- O matrimônio, imagem do amor divino
- O celibato, chamada a transmitir vida sobrenatural
- Amar sem desejo de possuir
ALGUNS fariseus, querendo pôr à prova Jesus, aproximaram-se e perguntaram-Lhe: “É permitido ao homem despedir sua esposa por qualquer motivo?” (Mt 19, 3). Após essa pergunta, Cristo recordou que o próprio Deus é o autor do matrimônio e afirmou a sua indissolubilidade: “Nunca lestes que o Criador, desde o início os fez homem e mulher? E disse: ‘Por isso, o homem deixará pai e mãe, e se unirá à sua mulher, e os dois serão uma só carne’? De modo que eles já não são dois, mas uma só carne. Portanto, o que Deus uniu, o homem não separe” (Mt 19, 4-6).

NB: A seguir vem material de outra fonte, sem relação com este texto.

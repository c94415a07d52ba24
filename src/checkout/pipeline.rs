use std::fmt;
use std::future::Future;
use std::time::Duration;

use chrono::Utc;
use rust_decimal::Decimal;
use tracing::{debug, error, info, instrument, warn, Instrument, Span};
use uuid::Uuid;

use crate::actor_framework::{FrameworkError, ResourceClient};
use crate::clients::{LedgerClient, MenuClient, OrderClient, TrackingClient};
use crate::domain::{
    Cart, CartLine, CheckoutRequest, OrderCreate, OrderLine, OrderStatus, OrderSummary, PaymentMethod,
};
use super::attempt::{AttemptAction, AttemptBegin, AttemptOutcome, AttemptStatus, CheckoutAttempt};
use super::error::CheckoutError;

/// Where a checkout run currently is.
#[derive(Debug, Clone, PartialEq)]
enum CheckoutState {
    Drafting,
    Pricing,
    Validating,
    Committing,
    Completed,
    Failed(String),
}

impl fmt::Display for CheckoutState {
    fn fmt(&self, f: &mut fmt::Formatter<'_>) -> fmt::Result {
        match self {
            CheckoutState::Drafting => f.write_str("drafting"),
            CheckoutState::Pricing => f.write_str("pricing"),
            CheckoutState::Validating => f.write_str("validating"),
            CheckoutState::Committing => f.write_str("committing"),
            CheckoutState::Completed => f.write_str("completed"),
            CheckoutState::Failed(reason) => write!(f, "failed: {}", reason),
        }
    }
}

/// What the commit step wrote so far, used to undo it.
#[derive(Debug, Default)]
struct Written<'a> {
    order_id: Option<&'a str>,
    tracking: bool,
}

/// Turns a session cart into a paid order.
///
/// Runs `Drafting -> Pricing -> Validating -> Committing -> Completed`. The
/// commit is a saga: debit, order, tracking. If a later step fails the
/// earlier ones are undone (refund by idempotency key, delete by id). A step
/// that does not answer within `step_timeout` counts as failed and is undone
/// as if it had been applied. The run is a spawned task, so it finishes (and
/// compensates) even if the caller stops waiting for it.
#[derive(Clone)]
pub struct CheckoutPipeline {
    ledger: LedgerClient,
    menu: MenuClient,
    orders: OrderClient,
    tracking: TrackingClient,
    attempts: ResourceClient<CheckoutAttempt>,
    step_timeout: Duration,
}

impl CheckoutPipeline {
    pub fn new(
        ledger: LedgerClient,
        menu: MenuClient,
        orders: OrderClient,
        tracking: TrackingClient,
        attempts: ResourceClient<CheckoutAttempt>,
        step_timeout: Duration,
    ) -> Self {
        Self {
            ledger,
            menu,
            orders,
            tracking,
            attempts,
            step_timeout,
        }
    }

    /// Checks out `cart` for `request.user_id`.
    ///
    /// On success the cart is emptied. On failure the cart and the account are
    /// left as they were and the specific reason is returned. Retrying with the
    /// same idempotency key after success returns the first result without
    /// charging again.
    #[instrument(
        skip(self, cart, request),
        fields(user_id = %request.user_id, key = %request.idempotency_key)
    )]
    pub async fn checkout(&self, cart: &mut Cart, request: CheckoutRequest) -> Result<OrderSummary, CheckoutError> {
        let cart_lines = cart.lines().to_vec();
        let user_id = request.user_id.clone();
        let key = request.idempotency_key.clone();

        let pipeline = self.clone();
        let task = tokio::spawn(async move { pipeline.process(cart_lines, request).await }.instrument(Span::current()));

        let result = match task.await {
            Ok(result) => result,
            Err(err) => {
                error!(error = %err, "Checkout task aborted");
                self.recover_aborted(user_id, key).await;
                Err(CheckoutError::StorageUnavailable(format!("checkout aborted: {}", err)))
            }
        };
        if result.is_ok() {
            cart.clear();
        }
        result
    }

    /// Current status of the attempt under `key`, if one was ever made.
    #[instrument(skip(self))]
    pub async fn attempt_status(&self, key: String) -> Result<Option<AttemptStatus>, CheckoutError> {
        debug!("Sending request");
        Ok(self.attempts.get(key).await?.map(|attempt| attempt.status))
    }

    async fn process(&self, cart_lines: Vec<CartLine>, request: CheckoutRequest) -> Result<OrderSummary, CheckoutError> {
        if let Some(summary) = self.begin_attempt(&request).await? {
            info!(order_id = %summary.order_id, "Attempt already completed, replaying result");
            return Ok(summary);
        }

        let result = self.run(&cart_lines, &request).await;
        match &result {
            Ok(summary) => {
                transition(&CheckoutState::Completed);
                info!(order_id = %summary.order_id, total = %summary.total_amount, "Checkout completed");
                self.settle_debit(&request).await;
                self.finish_attempt(&request.idempotency_key, AttemptAction::Complete(summary.clone()))
                    .await;
            }
            Err(err) => {
                transition(&CheckoutState::Failed(err.to_string()));
                warn!(error = %err, retryable = err.is_retryable(), "Checkout failed");
                self.finish_attempt(&request.idempotency_key, AttemptAction::Fail(err.to_string()))
                    .await;
            }
        }
        result
    }

    async fn run(&self, cart_lines: &[CartLine], request: &CheckoutRequest) -> Result<OrderSummary, CheckoutError> {
        transition(&CheckoutState::Drafting);
        let Some(first) = cart_lines.first() else {
            return Err(CheckoutError::EmptyCart);
        };
        let restaurant_id = first.restaurant_id.clone();

        transition(&CheckoutState::Pricing);
        let mut lines = Vec::with_capacity(cart_lines.len());
        for line in cart_lines {
            let price = self
                .bounded("pricing", self.menu.find_price(line.restaurant_id.clone(), line.item_id.clone()))
                .await?
                .ok_or_else(|| CheckoutError::ItemUnavailable {
                    restaurant_id: line.restaurant_id.clone(),
                    item_id: line.item_id.clone(),
                })?;
            if price != line.unit_price {
                debug!(item_id = %line.item_id, cart_price = %line.unit_price, %price, "Repriced from catalog");
            }
            lines.push(OrderLine {
                item_id: line.item_id.clone(),
                item_name: line.item_name.clone(),
                item_price: price,
                item_quantity: line.quantity,
            });
        }
        let total = lines
            .iter()
            .try_fold(Decimal::ZERO, |total, line| {
                line.item_price
                    .checked_mul(Decimal::from(line.item_quantity))
                    .and_then(|subtotal| total.checked_add(subtotal))
            })
            .ok_or_else(|| CheckoutError::Invalid("order total is too large".to_string()))?;

        transition(&CheckoutState::Validating);
        match request.payment_method {
            PaymentMethod::Balance => {
                let account = self
                    .bounded("validating", self.ledger.get_balance(request.user_id.clone()))
                    .await?;
                if account.balance < total {
                    return Err(CheckoutError::InsufficientFunds {
                        required: total,
                        available: account.balance,
                    });
                }
            }
            other => return Err(CheckoutError::UnsupportedPaymentMethod(other.to_string())),
        }

        transition(&CheckoutState::Committing);
        let order_id = self.commit(request, restaurant_id, lines, total).await?;

        Ok(OrderSummary {
            order_id,
            total_amount: total,
        })
    }

    /// Debit, then order, then tracking. Undoes what was written if a step fails.
    async fn commit(
        &self,
        request: &CheckoutRequest,
        restaurant_id: String,
        lines: Vec<OrderLine>,
        total: Decimal,
    ) -> Result<String, CheckoutError> {
        let user_id = &request.user_id;
        let key = &request.idempotency_key;

        if let Err(err) = self
            .bounded(
                "debit",
                self.ledger.debit(user_id.clone(), total, Some(key.clone())),
            )
            .await
        {
            // A refused debit changed nothing; an unanswered one may have gone through.
            if err.is_retryable() {
                self.compensate(request, Written::default()).await;
            }
            return Err(err);
        }
        debug!(%total, "Debit applied");

        let order_id = Uuid::new_v4().to_string();
        let created_at = Utc::now();
        let order = OrderCreate {
            user_id: user_id.clone(),
            restaurant_id,
            menu_items: lines,
            payee_info: request.payee_info.clone(),
            delivery_address: request.delivery_address.clone(),
            delivery_method: request.delivery_method.clone(),
            payment_method: request.payment_method,
            total_amount: total,
            created_at,
            checkout_key: key.clone(),
        };
        if let Err(err) = self
            .bounded("order", self.orders.place_order(order_id.clone(), order))
            .await
        {
            let written = Written {
                order_id: err.is_retryable().then_some(order_id.as_str()),
                tracking: false,
            };
            self.compensate(request, written).await;
            return Err(err);
        }

        if let Err(err) = self
            .bounded(
                "tracking",
                self.tracking
                    .create(order_id.clone(), user_id.clone(), OrderStatus::Pending, created_at),
            )
            .await
        {
            let written = Written {
                order_id: Some(order_id.as_str()),
                tracking: err.is_retryable(),
            };
            self.compensate(request, written).await;
            return Err(err);
        }

        Ok(order_id)
    }

    /// Undoes a partial commit in reverse order. Failures here are logged and
    /// leave the original error as the outcome.
    async fn compensate(&self, request: &CheckoutRequest, written: Written<'_>) {
        warn!(order_id = ?written.order_id, tracking = written.tracking, "Compensating partial commit");

        if written.tracking {
            if let Some(order_id) = written.order_id {
                match self.bounded("undo tracking", self.tracking.delete_tracking(order_id.to_string())).await {
                    Ok(()) | Err(CheckoutError::NotFound(_)) => {}
                    Err(err) => error!(%order_id, error = %err, "Failed to remove tracking"),
                }
            }
        }

        if let Some(order_id) = written.order_id {
            match self.bounded("undo order", self.orders.delete_order(order_id.to_string())).await {
                Ok(()) | Err(CheckoutError::NotFound(_)) => {}
                Err(err) => error!(%order_id, error = %err, "Failed to remove order"),
            }
        }

        let refund = self.ledger.refund(request.user_id.clone(), request.idempotency_key.clone());
        match self.bounded("refund", refund).await {
            Ok(amount) => info!(%amount, "Debit refunded"),
            Err(err) => error!(error = %err, "Failed to refund debit"),
        }
    }

    /// The order is committed; its debit will not be refunded.
    async fn settle_debit(&self, request: &CheckoutRequest) {
        let settle = self.ledger.settle(request.user_id.clone(), request.idempotency_key.clone());
        if let Err(err) = self.bounded("settle", settle).await {
            warn!(error = %err, "Debit reference kept");
        }
    }

    /// Cleans up after a run that ended without reporting: returns any debit
    /// still held under the key and marks the attempt failed so it can be retried.
    async fn recover_aborted(&self, user_id: String, key: String) {
        if let Err(err) = self.bounded("refund", self.ledger.refund(user_id, key.clone())).await {
            error!(error = %err, "Failed to refund debit");
        }
        self.finish_attempt(&key, AttemptAction::Fail("checkout aborted".to_string())).await;
    }

    /// Claims the idempotency key. `Some` carries the result of an earlier
    /// completed run under the same key.
    async fn begin_attempt(&self, request: &CheckoutRequest) -> Result<Option<OrderSummary>, CheckoutError> {
        let key = request.idempotency_key.clone();
        let begin = AttemptBegin {
            user_id: request.user_id.clone(),
        };
        match self.attempts.insert(key.clone(), begin).await {
            Ok(_) => Ok(None),
            Err(FrameworkError::AlreadyExists(_)) => {
                let restart = AttemptAction::Restart {
                    user_id: request.user_id.clone(),
                };
                match self.attempts.perform_action(key, restart).await? {
                    AttemptOutcome::Restarted => {
                        debug!("Restarting failed attempt");
                        Ok(None)
                    }
                    AttemptOutcome::AlreadyCompleted(summary) => Ok(Some(summary)),
                    AttemptOutcome::Recorded => Err(CheckoutError::StorageUnavailable(
                        "unexpected attempt outcome".to_string(),
                    )),
                }
            }
            Err(err) => Err(err.into()),
        }
    }

    async fn finish_attempt(&self, key: &str, outcome: AttemptAction) {
        if let Err(err) = self.attempts.perform_action(key.to_string(), outcome).await {
            error!(key, error = %err, "Failed to record attempt outcome");
        }
    }

    /// Runs one step under the step timeout.
    async fn bounded<T, E>(&self, step: &str, fut: impl Future<Output = Result<T, E>>) -> Result<T, CheckoutError>
    where
        CheckoutError: From<E>,
    {
        match tokio::time::timeout(self.step_timeout, fut).await {
            Ok(result) => result.map_err(CheckoutError::from),
            Err(_) => {
                warn!(step, timeout_ms = self.step_timeout.as_millis() as u64, "Step timed out");
                Err(CheckoutError::Timeout(step.to_string()))
            }
        }
    }
}

fn transition(state: &CheckoutState) {
    debug!(state = %state, "Checkout state");
}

O matrimônio não é simplesmente um acontecimento social ou uma formalidade. O amor mútuo entre o homem e a mulher é imagem do amor absoluto com que Deus nos ama. “E esse amor abençoado por Deus é destinado a ser fecundo e a realizar-se na obra comum de preservação da criação”[1]. Por isso o matrimônio é um bem “de extraordinário valor para todos: para os próprios cônjuges, para os seus filhos, para todas as famílias com as quais entram em relação, para toda a Igreja, para toda a humanidade. É um bem que é difusivo, que atrai os jovens a responder com alegria à vocação matrimonial, que conforta e reaviva continuamente os cônjuges, que dá muitos e diversos frutos na comunhão eclesial e na sociedade civil”[2]. Um desses frutos é precisamente a formação da Igreja doméstica: o lar é a primeira escola da vida cristã, onde “se aprende a resistência à fadiga e a alegria do trabalho, o amor fraterno, o perdão generoso e mesmo reiterado e, sobretudo, o culto divino pela oração e oferenda de sua vida”[3].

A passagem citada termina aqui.